As Vonnegut memorably said, “So it goes…”
Those involved in the fight against the grotesque encroachments on our liberties by the burgeoning bio-security state are—and I include myself in this—habitually confounded and outraged by our fellow citizens’ inability or unwillingness to see what is taking place right before their eyes.
Without losing sight of our goals and our desire to create a society rooted in the search for the truth, perhaps we need to acknowledge how, as citizens of a world-spanning empire that routinely breaks and severely damages other societies on the flimsiest of pretexts through military and financial predation, we have been serially asked to engage in what I’ve come to call “strategic forgetting,” and how this has affected our ability to respond mindfully to social challenges.
I know there are many who won’t like what I’m going to say, but how different on the level of cognitive slights of hand is calling the soldiers who destroyed Iraq, and Afghanistan and left them in ruins “heroes fighting for freedom” on the one hand, and believing that vaccines that never were designed to stop transmission, were and are essential to ending the so-called pandemic and keeping us all safe on the other?
And while we’re at it, do you really think there is no connection between the constant government and press efforts to demonize certain ethnic groups during the so-called “War on terror” and the aforementioned invasions of various countries, and the ease with which so many people turned on their fellow citizens when given cues to do so by the government and its captured press?
To be asked time and again as citizens of an empire to forget and not see has a cancerous effect on a culture over time. In our busyness, unbroken by the rituals that were once there to remind us to reflect and remember, we tend to obviate an important reality: that generating new moral frames to challenge the “realities” that the powerful constantly seek to impose upon us is, in the first instance, always an act of imagination.
And as the Portuguese writer António Lobo Antunes, himself a veteran of the bloody and failed Portuguese imperial wars in Africa in the 1960s and 70s, once said: “The imagination is fermented memory. When memory is lost, so too is the ability to imagine.”
For roughly a decade, between 1968 and 1978, we as a society made an effort to remember which led oh-so-briefly to the ability to imaginatively rehumanize those that we had been taught to hate, a transformation perhaps best symbolized by the widespread circulation in our society of the picture of the young unclothed Vietnamese girl, Kim Phuc Phan Thi, running in terror from a US napalm attack on her village.

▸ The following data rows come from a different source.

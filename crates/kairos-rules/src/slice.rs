//! Slice abstraction matcher

use crate::low_level::span;
use crate::rule::{sorted_facts, Activation, FactIndex};
use kairos_domain::{AbstractionKind, Proposition, SliceDefinition, SliceOrder, UniqueId};

/// Instances for the kept index range of the sorted sources
pub(crate) fn matches(definition: &SliceDefinition, facts: &dyn FactIndex) -> Vec<Activation> {
    let sources = definition.sources();
    let mut sorted = sorted_facts(
        facts,
        sources.iter().map(|s| s.proposition_id()),
        |p| sources.iter().any(|s| s.matches(p)),
    );
    if definition.order() == SliceOrder::Descending {
        sorted.reverse();
    }

    let kept = &sorted[definition.resolve_range(sorted.len())];
    if kept.is_empty() {
        return Vec::new();
    }

    if definition.merged_interval() {
        return instance(definition, kept, None).into_iter().collect();
    }
    kept.iter()
        .filter_map(|p| instance(definition, std::slice::from_ref(p), p.value().cloned()))
        .collect()
}

fn instance(
    definition: &SliceDefinition,
    members: &[&Proposition],
    value: Option<kairos_domain::Value>,
) -> Option<Activation> {
    let interval = span(members)?;
    let sources: Vec<UniqueId> = members.iter().map(|p| p.unique_id().clone()).collect();
    let unique_id = UniqueId::derived(AbstractionKind::Slice.as_str(), definition.id(), &sources);
    Some(Activation::derived(Proposition::abstraction(
        definition.id().clone(),
        unique_id,
        value,
        interval,
        AbstractionKind::Slice,
        sources,
    )))
}

#[cfg(test)]
mod tests {
    use super::*;
    use crate::rule::testing::{event, reading, Facts};

    fn visits() -> Facts {
        (0..5).fold(Facts::default(), |facts, i| {
            facts.with(event("VISIT", &format!("v{}", i), i * 100, i * 100 + 10))
        })
    }

    fn locals(found: &[Activation]) -> Vec<&str> {
        found.iter().flat_map(|a| a.sources.iter().map(|s| s.local())).collect()
    }

    #[test]
    fn test_first_two() {
        let definition = SliceDefinition::new("FIRST_TWO").with_source("VISIT").with_range(0, Some(2));
        assert_eq!(locals(&matches(&definition, &visits())), vec!["v0", "v1"]);
    }

    #[test]
    fn test_negative_indices_count_from_end() {
        let definition = SliceDefinition::new("LAST").with_source("VISIT").with_range(-1, None);
        assert_eq!(locals(&matches(&definition, &visits())), vec!["v4"]);

        let middle = SliceDefinition::new("MIDDLE").with_source("VISIT").with_range(1, Some(-1));
        assert_eq!(locals(&matches(&middle, &visits())), vec!["v1", "v2", "v3"]);
    }

    #[test]
    fn test_descending_order() {
        let definition = SliceDefinition::new("LATEST_TWO")
            .with_source("VISIT")
            .with_range(0, Some(2))
            .with_order(SliceOrder::Descending);
        assert_eq!(locals(&matches(&definition, &visits())), vec!["v4", "v3"]);
    }

    #[test]
    fn test_inner_range_in_both_orders() {
        let ascending = SliceDefinition::new("SECOND_AND_THIRD").with_source("VISIT").with_range(1, Some(3));
        assert_eq!(locals(&matches(&ascending, &visits())), vec!["v1", "v2"]);

        let descending = SliceDefinition::new("SECOND_AND_THIRD_LATEST")
            .with_source("VISIT")
            .with_range(1, Some(3))
            .with_order(SliceOrder::Descending);
        assert_eq!(locals(&matches(&descending, &visits())), vec!["v3", "v2"]);
    }

    #[test]
    fn test_merged_interval() {
        let definition = SliceDefinition::new("FIRST_THREE")
            .with_source("VISIT")
            .with_range(0, Some(3))
            .with_merged_interval();
        let found = matches(&definition, &visits());
        assert_eq!(found.len(), 1);
        assert_eq!(found[0].sources.len(), 3);
        let interval = found[0].proposition.interval().unwrap();
        assert_eq!(interval.minimum_start(), Some(0));
        assert_eq!(interval.maximum_finish(), Some(210 * 60_000));
    }

    #[test]
    fn test_range_beyond_data_is_empty() {
        let definition = SliceDefinition::new("SIXTH").with_source("VISIT").with_range(5, Some(6));
        assert!(matches(&definition, &visits()).is_empty());
    }

    #[test]
    fn test_sources_of_several_ids_are_interleaved() {
        let definition = SliceDefinition::new("FIRST_MEASUREMENT")
            .with_source("GLUCOSE")
            .with_source("INSULIN")
            .with_range(0, Some(1));
        let facts = Facts::default()
            .with(reading("GLUCOSE", "g", 50, 120.0))
            .with(reading("INSULIN", "i", 10, 4.0));
        let found = matches(&definition, &facts);
        assert_eq!(locals(&found), vec!["i"]);
        assert_eq!(found[0].proposition.value(), Some(&kairos_domain::Value::Number(4.0)));
    }
}
//! Execution strategies: how a key's rules are driven to completion

use crate::{EngineError, EvaluationMetrics, WorkingMemory};
use kairos_domain::{DerivationGraph, KeyId};
use kairos_rules::CompiledRuleSet;
use std::fmt;
use tracing::{debug, trace};

/// Drives a compiled rule set over one key's working memory
pub trait ExecutionStrategy: Send + Sync + fmt::Debug {
    /// Evaluate until no rule has an activation
    ///
    /// Provenance is recorded in `derivations` when present.
    fn evaluate(
        &self,
        key: &KeyId,
        rules: &CompiledRuleSet,
        memory: &mut WorkingMemory,
        derivations: Option<&mut DerivationGraph>,
        metrics: &mut EvaluationMetrics,
    ) -> Result<(), EngineError>;
}

/// Salience-ordered forward chaining to a fixed point
///
/// Each pass walks the rules in salience order and fires the first one whose
/// inputs changed since it was last evaluated and that has at least one
/// activation; the pass then restarts from the top. A pass that fires nothing
/// ends evaluation. Every firing adds at least one new unique id, so the loop
/// terminates.
#[derive(Debug, Clone, Default)]
pub struct FixedPointStrategy {
    max_firings: Option<usize>,
}

impl FixedPointStrategy {
    /// Create a strategy without a firing limit
    pub fn new() -> Self {
        Self::default()
    }

    /// Fail a key that needs more than `limit` firings
    pub fn with_max_firings(mut self, limit: Option<usize>) -> Self {
        self.max_firings = limit;
        self
    }
}

impl ExecutionStrategy for FixedPointStrategy {
    fn evaluate(
        &self,
        key: &KeyId,
        rules: &CompiledRuleSet,
        memory: &mut WorkingMemory,
        mut derivations: Option<&mut DerivationGraph>,
        metrics: &mut EvaluationMetrics,
    ) -> Result<(), EngineError> {
        // Clock value at which each rule was last evaluated; 0 = never
        let mut evaluated_at = vec![0u64; rules.rules().len()];
        let mut firings = 0usize;

        loop {
            metrics.record_iteration();
            let mut fired = false;

            for (index, rule) in rules.rules().iter().enumerate() {
                if !memory.changed_since(rule.inputs(), evaluated_at[index]) {
                    continue;
                }
                evaluated_at[index] = memory.clock();

                let activations = rule.activations(&*memory).map_err(|e| EngineError::Classifier {
                    key: key.to_string(),
                    definition: rule.name().to_string(),
                    message: e.to_string(),
                })?;
                if activations.is_empty() {
                    trace!("Rule '{}' has no activations for key '{}'", rule.name(), key);
                    continue;
                }

                let mut added = 0;
                for activation in activations {
                    let unique_id = activation.proposition.unique_id().clone();
                    if memory.insert(activation.proposition) {
                        added += 1;
                        if let Some(graph) = derivations.as_deref_mut() {
                            graph.record(&unique_id, &activation.sources);
                        }
                    }
                }
                metrics.record_firing(rule.name(), added);
                debug!("Fired '{}' for key '{}': {} propositions", rule.name(), key, added);

                firings += 1;
                if let Some(limit) = self.max_firings {
                    if firings > limit {
                        return Err(EngineError::FiringLimit {
                            key: key.to_string(),
                            limit,
                        });
                    }
                }
                fired = true;
                break;
            }

            if !fired {
                return Ok(());
            }
        }
    }
}
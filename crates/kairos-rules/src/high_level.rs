//! High-level abstraction matcher: N-ary temporal patterns

use crate::low_level::span;
use crate::rule::{sorted_facts, Activation, FactIndex};
use kairos_domain::{
    AbstractionKind, Bounds, HighLevelDefinition, Interval, OffsetAnchor, Proposition, TemporalPatternOffset,
    UniqueId,
};

/// One instance per valid assignment of propositions to components
///
/// An assignment is valid when each component's predicate holds, every
/// declared relation holds, and no proposition fills two components.
pub(crate) fn matches(definition: &HighLevelDefinition, facts: &dyn FactIndex) -> Vec<Activation> {
    let candidates: Vec<Vec<&Proposition>> = definition
        .components()
        .iter()
        .map(|component| sorted_facts(facts, [component.proposition_id()], |p| component.matches(p)))
        .collect();
    if candidates.is_empty() || candidates.iter().any(Vec::is_empty) {
        return Vec::new();
    }

    let mut found = Vec::new();
    let mut assignment = Vec::with_capacity(candidates.len());
    search(definition, &candidates, &mut assignment, &mut found);
    found
}

fn search<'a>(
    definition: &HighLevelDefinition,
    candidates: &[Vec<&'a Proposition>],
    assignment: &mut Vec<&'a Proposition>,
    found: &mut Vec<Activation>,
) {
    let index = assignment.len();
    if index == candidates.len() {
        if let Some(activation) = instance(definition, assignment) {
            found.push(activation);
        }
        return;
    }

    for &candidate in &candidates[index] {
        if assignment.iter().any(|p| p.unique_id() == candidate.unique_id()) {
            continue;
        }
        assignment.push(candidate);
        if relations_hold(definition, assignment) {
            search(definition, candidates, assignment, found);
        }
        assignment.pop();
    }
}

/// Check the relations that the newest component completes
fn relations_hold(definition: &HighLevelDefinition, assignment: &[&Proposition]) -> bool {
    let newest = assignment.len() - 1;
    definition
        .relations()
        .iter()
        .filter(|r| r.first.max(r.second) == newest)
        .all(|r| match (assignment[r.first].interval(), assignment[r.second].interval()) {
            (Some(first), Some(second)) => r.relation.has_relation(first, second),
            _ => false,
        })
}

fn instance(definition: &HighLevelDefinition, assignment: &[&Proposition]) -> Option<Activation> {
    let interval = match definition.offset() {
        Some(offset) => offset_interval(offset, assignment)?,
        None => span(assignment)?,
    };
    let sources: Vec<UniqueId> = assignment.iter().map(|p| p.unique_id().clone()).collect();
    let unique_id = UniqueId::derived(AbstractionKind::HighLevel.as_str(), definition.id(), &sources);
    Some(Activation::derived(Proposition::abstraction(
        definition.id().clone(),
        unique_id,
        None,
        interval,
        AbstractionKind::HighLevel,
        sources,
    )))
}

/// Interval whose ends are taken from anchored components, shifted
fn offset_interval(offset: &TemporalPatternOffset, assignment: &[&Proposition]) -> Option<Interval> {
    let anchored = assignment.get(offset.start.component)?.interval()?;
    let (minimum_start, maximum_start) = anchor_bounds(&offset.start, assignment)?;
    let (minimum_finish, maximum_finish) = anchor_bounds(&offset.finish, assignment)?;
    match Interval::from_bounds(
        minimum_start,
        maximum_start,
        minimum_finish,
        maximum_finish,
        anchored.granularity(),
        anchored.zone(),
    ) {
        Ok(interval) => Some(interval),
        Err(e) => {
            tracing::trace!("offset interval rejected: {}", e);
            None
        }
    }
}

fn anchor_bounds(anchor: &OffsetAnchor, assignment: &[&Proposition]) -> Option<Bounds> {
    let interval = assignment.get(anchor.component)?.interval()?;
    let (earliest, latest) = interval.endpoint(anchor.side);
    match anchor.shift {
        None => Some((earliest, latest)),
        Some(shift) => {
            let shifted = |instant: Option<i64>| match instant {
                Some(t) => shift.unit.add(t, shift.count, interval.zone()).map(Some),
                None => Some(None),
            };
            Some((shifted(earliest)?, shifted(latest)?))
        }
    }
}

#[cfg(test)]
mod tests {
    use super::*;
    use crate::rule::testing::{event, Facts};
    use kairos_domain::{Bound, Endpoints, Relation, Side, Unit};

    fn before() -> Relation {
        Relation::new().with_min(Endpoints::FinishStart, Bound::new(0, Unit::MINUTE))
    }

    fn locals(activation: &Activation) -> Vec<&str> {
        activation.sources.iter().map(|s| s.local()).collect()
    }

    #[test]
    fn test_join_respects_relations() {
        let definition = HighLevelDefinition::new("FEVER_THEN_ANTIBIOTIC")
            .with_component("FEVER")
            .with_component("ANTIBIOTIC")
            .with_relation(0, 1, before());
        let facts = Facts::default()
            .with(event("FEVER", "f1", 0, 10))
            .with(event("ANTIBIOTIC", "a0", -20, -10))
            .with(event("ANTIBIOTIC", "a1", 30, 40));

        let found = matches(&definition, &facts);
        assert_eq!(found.len(), 1);
        assert_eq!(locals(&found[0]), vec!["f1", "a1"]);
        let interval = found[0].proposition.interval().unwrap();
        assert_eq!(interval.minimum_start(), Some(0));
        assert_eq!(interval.maximum_finish(), Some(40 * 60_000));
    }

    #[test]
    fn test_no_proposition_fills_two_roles() {
        let definition = HighLevelDefinition::new("TWO_FEVERS").with_component("FEVER").with_component("FEVER");
        let one = Facts::default().with(event("FEVER", "f1", 0, 10));
        assert!(matches(&definition, &one).is_empty());

        let two = one.with(event("FEVER", "f2", 20, 30));
        let found = matches(&definition, &two);
        // Both orders satisfy an unconstrained pattern
        assert_eq!(found.len(), 2);
        assert_ne!(found[0].proposition.unique_id(), found[1].proposition.unique_id());
    }

    #[test]
    fn test_missing_component_yields_nothing() {
        let definition = HighLevelDefinition::new("P").with_component("A").with_component("B");
        let facts = Facts::default().with(event("A", "a", 0, 1));
        assert!(matches(&definition, &facts).is_empty());
    }

    #[test]
    fn test_offset_interval() {
        let offset = TemporalPatternOffset {
            start: OffsetAnchor::new(0, Side::Finish),
            finish: OffsetAnchor::new(1, Side::Start).shifted(Bound::new(1, Unit::HOUR)),
        };
        let definition = HighLevelDefinition::new("WINDOW")
            .with_component("A")
            .with_component("B")
            .with_offset(offset);
        let facts = Facts::default().with(event("A", "a", 0, 10)).with(event("B", "b", 30, 40));

        let found = matches(&definition, &facts);
        let interval = found[0].proposition.interval().unwrap();
        assert_eq!(interval.minimum_start(), Some(10 * 60_000));
        assert_eq!(interval.minimum_finish(), Some(90 * 60_000));
    }

    #[test]
    fn test_inverted_offset_is_skipped() {
        let offset = TemporalPatternOffset {
            start: OffsetAnchor::new(1, Side::Finish),
            finish: OffsetAnchor::new(0, Side::Start),
        };
        let definition = HighLevelDefinition::new("BACKWARDS")
            .with_component("A")
            .with_component("B")
            .with_offset(offset);
        let facts = Facts::default().with(event("A", "a", 0, 10)).with(event("B", "b", 30, 40));
        assert!(matches(&definition, &facts).is_empty());
    }
}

But since those brief years of relatively intense moral self-interrogation, we’ve been doing a pretty good job of seeing and remembering what they want us to see and remember, and forgetting most everything else. They said there’ll be no more pictures of war victims like Kim Phan Thi on your screens and in your newspapers. And we collectively said, “Thanks for saving us from the angst that such images might generate in our minds.”
Perhaps it is time to admit that much of what occurred during the acute phase of the Covid crisis was, in many ways, the culmination of a long multi-decade process of intense, top-down social pedagogy designed to separate us from our most basic empathic instincts.
Have we turned the corner? I can’t say.
We’ll have some sense that we’re on the right track when, instead of suggesting to us that we tailor our free and untamed language and actions to the task of actually and metaphorically garnering “likes,” our children and grandchildren begin once again to ask things like “Why are those people angry and sad?” and “What can we do to make them feel better?”